“Solaces” in the news

December 11, 2017 By Russell Scarbrough

My new work for strings & piano, Solaces, has been featured this week in the Chicago Tribune; and through the Associated Press, the LA Times, and US News and World Report, and many others. The work was composed in 2017, and commissioned by Buffalo Grove High School outside of Chicago for their Chamber Orchestra, directed by Elizabeth Bennett.

I’ll travel to Chicago to work with the orchestra in January, and conduct their performance at the Illinois Music Education Association convention in Peoria on January 25.

Here are my notes accompanying the work:

For several years in the 1880’s Emily Dickinson exchanged letters with a Mr. C.H. Clark, consoling one another over the untimely passing of Clark’s brother, a friend of Dickinson’s. Her letters to him are filled with beautiful courtesies and messages of exquisite comfort. One letter, dated January 18, 1885, ends with:
Have you blossoms and books, those solaces of sorrow? That, I would also love to know, and receive for yourself and your father the forgetless sympathy of
Your friend,
E. Dickinson.
Emily Dickinson

Blossoms, books…. a modest collection of ordinary things to ease healing. Even in encouraging Clark to indulge in these humble comforts, Dickinson’s elegantly-expressed kindness is a balm for the soul. In this spirit, this work for strings, Solaces, is a collection of contrasting episodes meant to touch a range of emotions, from trauma, to supplication, to joy, to peace.

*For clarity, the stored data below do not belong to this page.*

//! Archive configuration.
//!
//! Every field is required: there is no `Default`. Configs are usually loaded
//! from a TOML file:
//!
//! ```toml
//! retention_days = 30
//! inline_body_limit = 4000
//! chunk_size = 4000
//! max_partitions = 31
//! ```

use crate::error::{ArchiveError, Result};
use serde::{Deserialize, Serialize};
use std::fs;
use std::path::Path;

/// Sizing and retention settings for an archive.
#[derive(Debug, Clone, PartialEq, Eq, Serialize, Deserialize)]
#[serde(deny_unknown_fields)]
pub struct ArchiveConfig {
    /// Days a partition is kept before the retention sweep evicts it.
    pub retention_days: u32,
    /// Bytes of a message body stored inline in the message row.
    pub inline_body_limit: usize,
    /// Maximum bytes per overflow chunk.
    pub chunk_size: usize,
    /// Maximum number of simultaneously bound day partitions.
    pub max_partitions: usize,
}

impl ArchiveConfig {
    /// Creates a configuration with every setting given explicitly.
    pub fn new(
        retention_days: u32,
        inline_body_limit: usize,
        chunk_size: usize,
        max_partitions: usize,
    ) -> Self {
        Self {
            retention_days,
            inline_body_limit,
            chunk_size,
            max_partitions,
        }
    }

    /// Sets the retention window in days.
    pub fn with_retention_days(mut self, days: u32) -> Self {
        self.retention_days = days;
        self
    }

    /// Sets the inline body limit.
    pub fn with_inline_body_limit(mut self, limit: usize) -> Self {
        self.inline_body_limit = limit;
        self
    }

    /// Sets the chunk size.
    pub fn with_chunk_size(mut self, size: usize) -> Self {
        self.chunk_size = size;
        self
    }

    /// Sets the maximum number of bound partitions.
    pub fn with_max_partitions(mut self, max: usize) -> Self {
        self.max_partitions = max;
        self
    }

    /// Checks that all settings are usable.
    pub fn validate(&self) -> Result<()> {
        if self.retention_days == 0 {
            return Err(ArchiveError::InvalidConfig(
                "retention_days must be at least 1".to_string(),
            ));
        }
        if self.inline_body_limit == 0 {
            return Err(ArchiveError::InvalidConfig(
                "inline_body_limit must be at least 1".to_string(),
            ));
        }
        if self.chunk_size == 0 {
            return Err(ArchiveError::InvalidConfig(
                "chunk_size must be at least 1".to_string(),
            ));
        }
        if self.max_partitions == 0 {
            return Err(ArchiveError::InvalidConfig(
                "max_partitions must be at least 1".to_string(),
            ));
        }
        Ok(())
    }

    /// Parses and validates a TOML document.
    pub fn from_toml_str(text: &str) -> Result<Self> {
        let config: Self = toml::from_str(text)?;
        config.validate()?;
        Ok(config)
    }

    /// Loads and validates a TOML config file.
    pub fn load(path: impl AsRef<Path>) -> Result<Self> {
        let text = fs::read_to_string(path)?;
        Self::from_toml_str(&text)
    }
}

Uniting these episodes is the collection of pitches {Bb-G-B-Eb}, which appear in various forms throughout the work. In German music notation, B natural is “H” and B-flat is “B”, and E-flat is translated as the letter “S” (pronounced “Es”). The pitches correspond to the initials BGHS, for Buffalo Grove High School, the commissioning school for which these Solaces are dedicated in their time of trials. This technique is found in the music of Johann Sebastian Bach, who wove his surname BACH {Bb-A-C-B} into The Art of the Fugue, among other works, and also in the later works of Dmitri Shostakovich, who used his initials DSCH {D-Eb-C-B}.